The most important goal of our early childhood curriculum is to help children become enthusiastic learners.  This means encouraging children to be active and creative explorers who are not afraid to try out their ideas and to think their own thoughts.  Our goal is to help children become independent, self-confident, inquisitive learners.  We’re teaching them how to learn, not just in pre-k, but all through their lives.  We’re allowing them to learn at their own pace and in the ways that are best for them.  We’re giving them good habits and attitudes, particularly a positive sense of themselves, which will make a difference throughout their lives.

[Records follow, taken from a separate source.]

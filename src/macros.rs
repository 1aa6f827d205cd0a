#[macro_export]
macro_rules! regex {
    ($pat:literal) => {{
        static RE: $crate::__private::Lazy<$crate::__private::Regex> =
            $crate::__private::Lazy::new(|| $crate::__private::Regex::new($pat).unwrap());
        &*RE
    }};
}

/// A [`Pattern`](crate::Pattern) from a regex literal, compiled once per call site.
///
/// ```
/// use gateboard::{Gate, pattern};
///
/// let gate = Gate::new("A").with_callsign(pattern!(r"^ACA\d+"));
/// assert!(gate.constraints.callsign.unwrap().matches("ACA12"));
/// ```
#[macro_export]
macro_rules! pattern {
    ($pat:literal) => {
        $crate::Pattern::new($pat, $crate::regex!($pat).clone())
    };
}

/// Constraint and passthrough builders shared by `Gate` and `Terminal`.
macro_rules! candidate_builders {
    ($ty:ty) => {
        impl $ty {
            pub fn with_callsign(mut self, pattern: $crate::Pattern) -> Self {
                self.constraints.callsign = Some(pattern);
                self
            }

            pub fn with_aircraft(mut self, pattern: $crate::Pattern) -> Self {
                self.constraints.aircraft_short = Some(pattern);
                self
            }

            pub fn with_domestic(mut self, domestic: bool) -> Self {
                self.constraints.domestic = Some(domestic);
                self
            }

            pub fn with_field(mut self, key: impl Into<String>, value: impl Into<serde_json::Value>) -> Self {
                self.extra.insert(key.into(), value.into());
                self
            }
        }
    };
}
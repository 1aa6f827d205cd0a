use crate::config::{Config, ConfigOverrides};
use crate::engine::{AssignmentReport, Assigner};
use crate::error::Result;
use crate::flight::FlightBatch;

/// A flight information board: a fixed, range-expanded configuration plus
/// the most recently assigned batch of flights.
///
/// The configuration is read-only after construction. Each call to
/// [`assign`](Board::assign) replaces the previous batch wholesale.
#[derive(Debug, Clone)]
pub struct Board {
    config: Config,
    flights: FlightBatch,
}

impl Default for Board {
    /// A board with the default configuration: terminal `Main`, gate `A`.
    fn default() -> Self {
        Board { config: Config::default(), flights: FlightBatch::default() }
    }
}

impl Board {
    /// Build a board, shallow-merging `overrides` over the default
    /// configuration and expanding range names.
    ///
    /// # Errors
    ///
    /// Returns [`ConfigError`](crate::ConfigError) when a terminal or gate name
    /// contains a malformed range.
    pub fn new(overrides: Option<ConfigOverrides>) -> Result<Self> {
        let config = match overrides {
            Some(overrides) => Config::default().merged(overrides),
            None => Config::default(),
        };
        Self::with_config(config)
    }

    /// Build a board from a complete configuration (no merge with defaults,
    /// except that an empty terminal list still falls back to them).
    pub fn with_config(config: Config) -> Result<Self> {
        let config = if config.terminals.is_empty() { Config::default().merged(config.into()) } else { config };
        let config = config.expand_ranges()?;
        log::debug!(
            "[board] {} terminals, {} gates after range expansion",
            config.terminals.len(),
            config.terminals.iter().filter_map(|t| t.gates.as_ref()).map(Vec::len).sum::<usize>()
        );
        Ok(Board { config, flights: FlightBatch::default() })
    }

    /// Build a board from a JSON configuration document.
    pub fn from_json_str(json: &str) -> Result<Self> {
        Self::new(Some(ConfigOverrides::from_json_str(json)?))
    }

    /// The expanded configuration in use.
    pub fn config(&self) -> &Config {
        &self.config
    }

    /// Replace the current batch with `batch` and assign terminals and gates.
    pub fn assign(&mut self, batch: FlightBatch) {
        self.flights = batch;
        Assigner::new(&self.config).run(&mut self.flights);
    }

    /// Like [`assign`](Board::assign), but also return a per-flight trace.
    pub fn assign_verbose(&mut self, batch: FlightBatch) -> AssignmentReport {
        self.flights = batch;
        Assigner::new(&self.config).run_with_metrics(&mut self.flights)
    }

    /// The current, already assigned, batch.
    pub fn state(&self) -> &FlightBatch {
        &self.flights
    }

    /// Consume the board and return the current batch.
    pub fn into_state(self) -> FlightBatch {
        self.flights
    }
}
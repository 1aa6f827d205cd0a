use thiserror::Error;

/// Errors raised while building a [`Board`](crate::Board) from its configuration.
///
/// Configuration problems are fatal and surface at construction time; once a
/// board exists, assignment never fails.
#[derive(Debug, Error)]
pub enum ConfigError {
    /// A name contains `{` but no well-formed `{start..end}` range.
    #[error("malformed range in name '{name}' (expected prefix{{start..end}}suffix)")]
    MalformedRange { name: String },

    /// One side of a range is not a non-negative integer.
    #[error("invalid range bound '{bound}' in name '{name}'")]
    InvalidRangeBound { name: String, bound: String },

    /// The range end lies before its start, so it would expand to nothing.
    #[error("range in name '{name}' ends before it starts ({start} > {end})")]
    ReversedRange { name: String, start: u64, end: u64 },

    /// The range would produce more entries than a board can sensibly hold.
    #[error("range in name '{name}' expands to more than {max} entries")]
    RangeTooLarge { name: String, max: u64 },

    /// A callsign or aircraft pattern does not compile.
    #[error("invalid pattern '{pattern}': {source}")]
    InvalidPattern {
        pattern: String,
        #[source]
        source: regex::Error,
    },

    /// The configuration document is not valid JSON or has the wrong shape.
    #[error("JSON error: {0}")]
    Json(#[from] serde_json::Error),

    /// The configuration file could not be read.
    #[error("IO error: {0}")]
    Io(#[from] std::io::Error),
}

pub type Result<T> = std::result::Result<T, ConfigError>;
//! `visa_fields` table reads: the declarative field-definition table that
//! drives both the extractor and the cleaner.

use crate::errors::{AppError, AppResult};
use crate::metadata::MetadataStore;
use crate::types::field_def::{ColumnType, FieldDefinition, SecondaryIdentifier};

impl MetadataStore {
    /// Read every field definition for a record family (e.g. `"draft"`),
    /// sorted `(sub_record_id, position, secondary_identifier_len desc)` —
    /// the order the extractor relies on.
    pub fn read_field_definitions(&self, type_record: &str) -> AppResult<Vec<FieldDefinition>> {
        let conn = self.connection();
        let mut stmt = conn.prepare(
            "SELECT type_record, tcsn, position, length, column_name, \
             secondary_identifier_pos, secondary_identifier_len, secondary_identifier, \
             column_type, float_decimals, date_format \
             FROM visa_fields WHERE type_record = ?1",
        )?;
        let rows = stmt.query_map(rusqlite::params![type_record], |row| {
            Ok((
                row.get::<_, String>(0)?,
                row.get::<_, String>(1)?,
                row.get::<_, i64>(2)?,
                row.get::<_, i64>(3)?,
                row.get::<_, String>(4)?,
                row.get::<_, Option<i64>>(5)?,
                row.get::<_, Option<i64>>(6)?,
                row.get::<_, Option<String>>(7)?,
                row.get::<_, String>(8)?,
                row.get::<_, Option<i64>>(9)?,
                row.get::<_, Option<String>>(10)?,
            ))
        })?;

        let mut defs = Vec::new();
        for row in rows {
            let (
                record_family,
                sub_record_id,
                position,
                length,
                column_name,
                sec_pos,
                sec_len,
                sec_literal,
                column_type_raw,
                float_decimals,
                date_format,
            ) = row?;

            let secondary_identifier = match (sec_pos, sec_len, sec_literal) {
                (Some(pos), Some(len), Some(literal)) if !literal.is_empty() => {
                    Some(SecondaryIdentifier {
                        pos: pos as usize,
                        len: len as usize,
                        literal,
                    })
                }
                _ => None,
            };

            let column_type = match column_type_raw.as_str() {
                "str" => ColumnType::Str,
                "int" => ColumnType::Int,
                "decimal" | "float" => {
                    let scale = float_decimals.ok_or_else(|| {
                        AppError::Config(format!(
                            "decimal field {column_name} is missing float_decimals"
                        ))
                    })?;
                    if scale <= 0 {
                        return Err(AppError::Config(format!(
                            "decimal field {column_name} has non-positive scale {scale}"
                        )));
                    }
                    ColumnType::Decimal {
                        scale: scale as u32,
                    }
                }
                "date" => {
                    let format = date_format.ok_or_else(|| {
                        AppError::Config(format!("date field {column_name} is missing date_format"))
                    })?;
                    ColumnType::Date { format }
                }
                other => {
                    return Err(AppError::Config(format!(
                        "unknown column_type {other} for field {column_name}"
                    )))
                }
            };

            defs.push(FieldDefinition {
                record_family,
                sub_record_id,
                column_name,
                position: position as usize,
                length: length as usize,
                column_type,
                secondary_identifier,
            });
        }

        defs.sort_by(|a, b| a.sort_key().cmp(&b.sort_key()));
        Ok(defs)
    }
}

Our curriculum identifies goals in all areas of development:

  • Social: to help children feel comfortable in school, trust their new environments, make friends, and feel they are a part of the group.
  • Emotional: to help children experience pride and self-confidence, develop independence and self-control, and have a positive attitude toward life.
     
  • Cognitive: to help children become confident learners by letting them try out their own ideas and experience success, and by helping them acquire learning skills such as the ability to solve problems, ask questions and use words to describe their ideas, observations, and feelings.
     
  • Physical: to help children increase their large and small muscle skills and feel confident about what their bodies can do.
     

The activities we plan for children, the way we organize the environment, select toys and materials, plan the daily schedule, and talk with children, are all designed to accomplish the goals of our curriculum and give your child a successful start in school.